◆ Task instructions ◆
Across all the records below, how many lines contain "ExecContext"? Respond with only the number.

◆ Data ◆
....

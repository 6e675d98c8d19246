//! Execution engine.
//!
//! This module turns a decoded word into its effect on machine state:
//! 1. **Dispatcher:** Invokes the action bound to the matched spec and forwards
//!    branch requests to the host's program-counter controller.
//! 2. **Actions:** The semantic action of each instruction kind.
//! 3. **Arithmetic:** Overflow-checked integer helpers shared by all actions.
//! 4. **Session:** The auxiliary slot state read by the present action.

/// Semantic actions.
pub mod action;

/// Overflow-checked arithmetic.
pub mod arith;

/// Auxiliary session state.
pub mod session;

use std::fmt;

use crate::common::error::Fault;
use crate::config::{ArithmeticMode, Config, UnsetSlotPolicy};
use crate::host::{BranchController, Console, Memory, RegisterFile};
use crate::isa::decode::Decoded;

pub use self::action::Action;
pub use self::session::{SessionState, Slot};

/// Outcome of one executed instruction.
#[derive(Clone, Copy, Debug, PartialEq, Eq)]
pub enum Control {
    /// Continue with the next sequential word.
    Next,
    /// Transfer requested to the given label offset.
    Branch(i32),
}

/// Machine state an action may read and write.
pub struct ExecContext<'a> {
    /// Register file.
    pub regs: &'a mut dyn RegisterFile,
    /// Data memory.
    pub mem: &'a mut dyn Memory,
    /// Session slots.
    pub session: &'a mut SessionState,
    /// Program-counter controller.
    pub branch: &'a mut dyn BranchController,
    /// Text console.
    pub console: &'a mut dyn Console,
}

impl fmt::Debug for ExecContext<'_> {
    fn fmt(&self, f: &mut fmt::Formatter<'_>) -> fmt::Result {
        f.debug_struct("ExecContext")
            .field("session", &self.session)
            .finish_non_exhaustive()
    }
}

/// Execution settings derived from `Config`.
#[derive(Clone, Copy, Debug, PartialEq, Eq)]
pub struct ExecPolicy {
    /// Overflow checking for register arithmetic.
    pub arithmetic: ArithmeticMode,
    /// Treatment of uncollected slots by the present action.
    pub unset_slot: UnsetSlotPolicy,
    /// Register holding the host-call selector.
    pub selector_register: usize,
    /// Register holding the host-call argument.
    pub argument_register: usize,
}

impl ExecPolicy {
    /// Extracts the execution settings from `config`.
    pub const fn from_config(config: &Config) -> Self {
        Self {
            arithmetic: config.arithmetic.mode,
            unset_slot: config.session.unset_slot,
            selector_register: config.host_call.selector_register,
            argument_register: config.host_call.argument_register,
        }
    }
}

impl Default for ExecPolicy {
    fn default() -> Self {
        Self::from_config(&Config::default())
    }
}

/// Dispatches decoded words to their actions.
#[derive(Clone, Copy, Debug, Default)]
pub struct Dispatcher {
    policy: ExecPolicy,
    trace: bool,
}

impl Dispatcher {
    /// Creates a dispatcher configured by `config`.
    pub const fn new(config: &Config) -> Self {
        Self {
            policy: ExecPolicy::from_config(config),
            trace: config.general.trace_instructions,
        }
    }

    /// Returns the active execution settings.
    pub const fn policy(&self) -> &ExecPolicy {
        &self.policy
    }

    /// Executes one decoded word.
    ///
    /// A `Control::Branch` result has already been forwarded to `ctx.branch` when
    /// this returns; the caller must not forward it again.
    ///
    /// # Arguments
    ///
    /// * `decoded` - The matched spec and its extracted operands.
    /// * `ctx` - Machine state the action operates on.
    ///
    /// # Errors
    ///
    /// Returns the `Fault` raised by the action. The dispatcher does not report it;
    /// that is left to the caller.
    pub fn execute(
        &self,
        decoded: &Decoded<'_>,
        ctx: &mut ExecContext<'_>,
    ) -> Result<Control, Fault> {
        if self.trace {
            tracing::debug!(
                word = format_args!("{:#010x}", decoded.raw()),
                insn = %decoded,
                "execute"
            );
        }

        let control = decoded
            .spec()
            .action()
            .run(decoded.operands(), ctx, &self.policy)?;

        if let Control::Branch(target) = control {
            ctx.branch.transfer_to(target);
        }
        Ok(control)
    }
}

....

◆ Task output ◆
4